■ Exercise directions: Lines holding the word "echoed" are the ones to copy from the data below.

■ Records:
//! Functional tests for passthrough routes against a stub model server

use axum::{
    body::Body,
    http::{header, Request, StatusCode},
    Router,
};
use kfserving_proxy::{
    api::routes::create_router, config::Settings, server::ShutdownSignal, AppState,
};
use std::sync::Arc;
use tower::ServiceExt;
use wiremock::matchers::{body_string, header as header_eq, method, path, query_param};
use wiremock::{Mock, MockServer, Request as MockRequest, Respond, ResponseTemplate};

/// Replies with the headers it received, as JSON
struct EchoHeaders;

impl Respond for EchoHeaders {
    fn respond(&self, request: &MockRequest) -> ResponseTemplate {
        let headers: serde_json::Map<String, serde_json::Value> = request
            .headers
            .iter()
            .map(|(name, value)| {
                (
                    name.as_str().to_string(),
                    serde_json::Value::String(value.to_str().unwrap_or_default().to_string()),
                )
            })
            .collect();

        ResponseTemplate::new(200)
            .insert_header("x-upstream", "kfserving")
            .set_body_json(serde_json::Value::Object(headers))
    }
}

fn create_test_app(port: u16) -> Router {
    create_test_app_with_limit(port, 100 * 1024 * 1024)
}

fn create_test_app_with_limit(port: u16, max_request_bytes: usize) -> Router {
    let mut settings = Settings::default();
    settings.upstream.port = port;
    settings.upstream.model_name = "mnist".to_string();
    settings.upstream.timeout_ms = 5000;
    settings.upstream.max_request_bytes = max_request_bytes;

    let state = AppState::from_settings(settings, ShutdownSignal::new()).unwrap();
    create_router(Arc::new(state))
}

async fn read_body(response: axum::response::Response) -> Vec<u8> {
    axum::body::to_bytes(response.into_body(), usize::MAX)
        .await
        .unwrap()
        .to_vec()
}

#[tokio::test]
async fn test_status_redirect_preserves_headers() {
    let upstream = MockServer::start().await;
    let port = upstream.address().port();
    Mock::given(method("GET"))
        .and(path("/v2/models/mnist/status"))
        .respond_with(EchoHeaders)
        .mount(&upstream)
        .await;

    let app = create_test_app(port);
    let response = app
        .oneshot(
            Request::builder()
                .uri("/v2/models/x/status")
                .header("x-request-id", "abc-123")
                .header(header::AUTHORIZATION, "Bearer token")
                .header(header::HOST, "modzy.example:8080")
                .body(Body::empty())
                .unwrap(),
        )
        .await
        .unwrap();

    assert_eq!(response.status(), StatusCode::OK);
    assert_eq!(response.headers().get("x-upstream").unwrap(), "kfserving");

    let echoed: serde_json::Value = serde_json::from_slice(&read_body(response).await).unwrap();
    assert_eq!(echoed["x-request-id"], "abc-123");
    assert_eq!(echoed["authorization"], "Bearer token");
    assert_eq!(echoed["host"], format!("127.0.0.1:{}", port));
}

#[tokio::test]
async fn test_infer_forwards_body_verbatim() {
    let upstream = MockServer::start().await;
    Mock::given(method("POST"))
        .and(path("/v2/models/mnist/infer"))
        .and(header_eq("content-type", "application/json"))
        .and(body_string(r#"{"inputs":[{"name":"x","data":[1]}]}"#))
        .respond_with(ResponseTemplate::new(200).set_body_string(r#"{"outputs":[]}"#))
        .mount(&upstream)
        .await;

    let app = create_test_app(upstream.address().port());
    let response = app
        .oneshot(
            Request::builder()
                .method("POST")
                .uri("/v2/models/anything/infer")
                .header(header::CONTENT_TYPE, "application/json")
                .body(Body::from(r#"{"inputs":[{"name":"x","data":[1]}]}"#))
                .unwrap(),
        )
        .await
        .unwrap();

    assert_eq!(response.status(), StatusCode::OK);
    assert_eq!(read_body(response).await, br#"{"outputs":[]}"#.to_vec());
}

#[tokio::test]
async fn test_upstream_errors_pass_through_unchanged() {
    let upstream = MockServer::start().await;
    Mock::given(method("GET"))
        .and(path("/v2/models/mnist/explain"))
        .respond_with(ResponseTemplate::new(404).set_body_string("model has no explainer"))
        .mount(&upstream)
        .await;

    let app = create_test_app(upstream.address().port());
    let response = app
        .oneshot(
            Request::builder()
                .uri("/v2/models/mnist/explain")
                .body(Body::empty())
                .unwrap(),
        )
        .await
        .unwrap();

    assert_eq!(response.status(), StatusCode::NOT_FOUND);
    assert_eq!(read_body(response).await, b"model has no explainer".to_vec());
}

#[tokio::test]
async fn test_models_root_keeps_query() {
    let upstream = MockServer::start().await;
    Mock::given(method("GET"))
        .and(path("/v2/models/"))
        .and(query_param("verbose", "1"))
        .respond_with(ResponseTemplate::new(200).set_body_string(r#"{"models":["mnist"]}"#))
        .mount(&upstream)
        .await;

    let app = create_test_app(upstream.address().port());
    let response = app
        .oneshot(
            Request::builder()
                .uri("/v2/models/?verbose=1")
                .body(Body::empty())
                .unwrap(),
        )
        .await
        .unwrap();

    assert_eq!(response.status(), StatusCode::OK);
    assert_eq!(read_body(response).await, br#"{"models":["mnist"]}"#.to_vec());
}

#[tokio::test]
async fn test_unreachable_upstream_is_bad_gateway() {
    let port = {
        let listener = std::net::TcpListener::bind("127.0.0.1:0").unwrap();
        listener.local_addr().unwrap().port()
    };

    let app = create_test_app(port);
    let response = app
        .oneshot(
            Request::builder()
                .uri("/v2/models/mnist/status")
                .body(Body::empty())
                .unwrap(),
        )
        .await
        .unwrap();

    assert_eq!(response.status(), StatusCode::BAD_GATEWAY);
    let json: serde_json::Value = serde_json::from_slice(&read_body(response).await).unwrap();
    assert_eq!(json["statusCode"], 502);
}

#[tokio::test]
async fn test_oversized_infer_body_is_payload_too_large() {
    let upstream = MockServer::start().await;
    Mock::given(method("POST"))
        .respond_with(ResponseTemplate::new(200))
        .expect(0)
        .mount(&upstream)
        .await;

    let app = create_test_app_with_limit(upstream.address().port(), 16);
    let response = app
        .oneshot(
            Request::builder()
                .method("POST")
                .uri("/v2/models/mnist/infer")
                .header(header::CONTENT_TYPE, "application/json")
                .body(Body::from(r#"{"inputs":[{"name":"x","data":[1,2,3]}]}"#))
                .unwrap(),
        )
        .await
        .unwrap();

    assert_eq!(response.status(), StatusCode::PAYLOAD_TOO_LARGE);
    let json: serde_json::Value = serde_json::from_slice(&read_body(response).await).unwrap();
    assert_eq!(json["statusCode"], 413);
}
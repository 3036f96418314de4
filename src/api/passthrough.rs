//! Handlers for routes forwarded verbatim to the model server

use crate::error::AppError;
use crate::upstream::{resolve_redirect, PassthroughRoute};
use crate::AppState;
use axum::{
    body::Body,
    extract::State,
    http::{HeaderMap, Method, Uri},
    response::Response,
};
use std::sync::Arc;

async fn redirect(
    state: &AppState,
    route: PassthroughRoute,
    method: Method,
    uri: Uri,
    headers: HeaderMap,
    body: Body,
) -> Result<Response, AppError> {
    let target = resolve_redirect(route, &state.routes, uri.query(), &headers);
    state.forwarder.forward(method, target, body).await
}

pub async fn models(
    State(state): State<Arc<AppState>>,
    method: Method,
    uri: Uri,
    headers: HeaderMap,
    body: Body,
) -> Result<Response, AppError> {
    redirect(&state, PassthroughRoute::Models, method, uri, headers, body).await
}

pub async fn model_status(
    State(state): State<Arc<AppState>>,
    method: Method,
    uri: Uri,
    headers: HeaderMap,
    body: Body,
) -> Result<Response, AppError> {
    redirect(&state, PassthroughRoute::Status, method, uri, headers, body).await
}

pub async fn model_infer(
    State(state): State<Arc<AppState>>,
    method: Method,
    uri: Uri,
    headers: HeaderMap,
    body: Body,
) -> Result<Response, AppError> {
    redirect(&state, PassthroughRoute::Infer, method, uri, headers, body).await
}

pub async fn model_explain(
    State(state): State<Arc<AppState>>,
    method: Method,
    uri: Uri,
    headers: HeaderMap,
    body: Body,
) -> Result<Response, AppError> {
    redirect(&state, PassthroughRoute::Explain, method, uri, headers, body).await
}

■ Answer box:
    let echoed: serde_json::Value = serde_json::from_slice(&read_body(response).await).unwrap();
    assert_eq!(echoed["x-request-id"], "abc-123");
    assert_eq!(echoed["authorization"], "Bearer token");
    assert_eq!(echoed["host"], format!("127.0.0.1:{}", port));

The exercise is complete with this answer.